Second, a random sample (like a survey I am using here) obtained from a target population (e.g. the population of the United Kingdom) provides the best means to guess attributes about the target population while knowing and appreciating two fundamental limitations. First, infinity random samples of a target population is obviously unrealistic. Second, gathering the entire population of the United Kingdom is also unrealistic in this context. So, a random sample of the population that has enough responses—typically around 1,000 responses—is a nice balance between tractable to obtain and sufficiently powered to reduce random sampling error.

Related, random sampling error is the chance differences between attributes of the sample and attributes of the target population. Simply, a truly random sample of the population is one in which respondents have an equal probability of being included or excluded from the sample. By chance, the composition of the sample will differ from the composition of the population (e.g. there might be more men relative to women in the sample than the true gender ratio of the United Kingdom). That random variation is unavoidable but does not, in theory, bias the information from the sample.

Finally, a normal distribution is a symmetrical, continuous function that resembles a familiar “bell curve.” Its peak is the arithmetic mean and its width is equal to the variance of the data. More interestingly, the probability of any one particular value is effectively zero (since it’s a continuous function) but the area underneath the familiar “bell curve” of the normal distribution constitutes the full domain of possible responses. That sums to 1 (i.e. the full domain of probabilistic outcomes). The symmetrical component is important too since -x is as far from the center of the distribution as x. With that in mind, researchers have found that 68% of the responses are within one standard unit on either side of the mean of the distribution. 95% are within 1.96 (“about 2”) standard units on either side of the mean. This allows us, importantly, to make inferential claims.

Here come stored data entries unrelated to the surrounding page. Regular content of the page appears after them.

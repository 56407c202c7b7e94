use k8s_openapi::api::core::v1::ConfigMap;
use schemars::JsonSchema;
use serde::{Deserialize, Serialize};
use tracing::debug;

use crate::error::Error;
use crate::store::{self, ObjectStore};

/// Text that comes either inline or from one key of a ConfigMap. Exactly one must be set.
#[derive(Serialize, Deserialize, Debug, Clone, Default, JsonSchema, PartialEq)]
#[serde(rename_all = "camelCase")]
pub struct DataSource {
    #[serde(default, skip_serializing_if = "Option::is_none")]
    pub config_map: Option<ConfigMapSource>,
    #[serde(default, skip_serializing_if = "Option::is_none")]
    pub raw_data: Option<String>,
}

#[derive(Serialize, Deserialize, Debug, Clone, Default, JsonSchema, PartialEq)]
pub struct ConfigMapSource {
    pub name: String,
    /// Defaults to the operator's own namespace.
    #[serde(default, skip_serializing_if = "Option::is_none")]
    pub namespace: Option<String>,
    pub key: String,
}

#[derive(Debug, Clone, Copy, PartialEq)]
pub enum Source<'a> {
    Raw(&'a str),
    ConfigMap(&'a ConfigMapSource),
}

impl DataSource {
    pub fn raw(data: impl Into<String>) -> Self {
        Self { raw_data: Some(data.into()), config_map: None }
    }

    pub fn config_map(name: impl Into<String>, namespace: Option<&str>, key: impl Into<String>) -> Self {
        Self {
            config_map: Some(ConfigMapSource { name: name.into(), namespace: namespace.map(Into::into), key: key.into() }),
            raw_data: None,
        }
    }

    /// The one variant that is set. `field` names the spec path in the error.
    pub fn source(&self, field: &str) -> Result<Source<'_>, Error> {
        match (&self.raw_data, &self.config_map) {
            (Some(raw), None) => Ok(Source::Raw(raw)),
            (None, Some(cm)) => Ok(Source::ConfigMap(cm)),
            (None, None) => Err(Error::EmptyDataSource { field: field.into() }),
            (Some(_), Some(_)) => Err(Error::AmbiguousDataSource { field: field.into() }),
        }
    }

    /// Whether this source reads `namespace/name`.
    pub fn references(&self, default_namespace: &str, namespace: &str, name: &str) -> bool {
        self.config_map
            .as_ref()
            .is_some_and(|cm| cm.name == name && cm.effective_namespace(default_namespace) == namespace)
    }

    pub async fn resolve(&self, store: &dyn ObjectStore, default_namespace: &str, field: &str) -> Result<String, Error> {
        match self.source(field)? {
            Source::Raw(raw) => Ok(raw.to_string()),
            Source::ConfigMap(cm) => cm.read(store, default_namespace).await,
        }
    }
}

impl ConfigMapSource {
    pub fn effective_namespace<'a>(&'a self, default_namespace: &'a str) -> &'a str {
        self.namespace.as_deref().filter(|ns| !ns.is_empty()).unwrap_or(default_namespace)
    }

    async fn read(&self, store: &dyn ObjectStore, default_namespace: &str) -> Result<String, Error> {
        let namespace = self.effective_namespace(default_namespace);
        debug!(%namespace, name = %self.name, key = %self.key, "datasource.configmap.read");
        let cm: ConfigMap = store::get_typed(store, namespace, &self.name)
            .await?
            .ok_or_else(|| Error::ConfigMapNotFound { namespace: namespace.into(), name: self.name.clone() })?;
        cm.data
            .and_then(|mut data| data.remove(&self.key))
            .ok_or_else(|| Error::MissingKey { namespace: namespace.into(), name: self.name.clone(), key: self.key.clone() })
    }
}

Inference By “Ruling Things Out”

These concepts will allow us to make inferential claims about pro-immigration sentiment in the United Kingdom. However, our inferential claims are limited and modest. Namely, we say our sample mean from the United Kingdom is our “best estimate” about the population mean of the entire country. Further, the inferences we make are less about saying what the “true” population mean is and it’s more about “ruling out” other alternatives as highly unlikely, given what we know from central limit theorem and the properties of a normal distribution.

Let’s illustrate this by reference to one of my favorite teachable moments for students; assessing a claim born from a hasty generalization. Let’s also set up some context by looking at the regional means across the entire United Kingdom on this data. One cool thing about the ESS data is respondents are also coded by the particular region of the UK in which they live. Again, I’ll condense the code that formats the table but this code will produce the results you see in the R console.

ESS9GB %>%
  mutate(region = as_factor(region)) %>% # extract more meaningful regional label from the data
  group_by(region) %>% # group by the region
  # get regional means
  summarize(meanimmigsent = round(mean(immigsent, na.rm=T), 3)) %>%
  # order from highest pro-immigration sentiment to lowest.
  arrange(-meanimmigsent)

Average Pro-Immigration Sentiment in the United Kingdom, by Region, in the ESS (2018-19)
Region	Average Pro-Immigration Sentiment
Scotland	18.503
London	17.982
South East (England)	17.858
South West (England)	17.564
East of England	17.399
Northern Ireland	17.333
Yorkshire and the Humber	16.634
East Midlands (England)	16.430
Wales	15.839
West Midlands (England)	15.562
North West (England)	15.513
North East (England)	14.650

The results here do not seem particularly surprising. Scotland and London emerge as having the highest pro-immigration sentiment. North East England, a region that at least has the reputation of being “Brexit central”, has the lowest pro-immigration sentiment. Their mean pro-immigration sentiment score is 14.650.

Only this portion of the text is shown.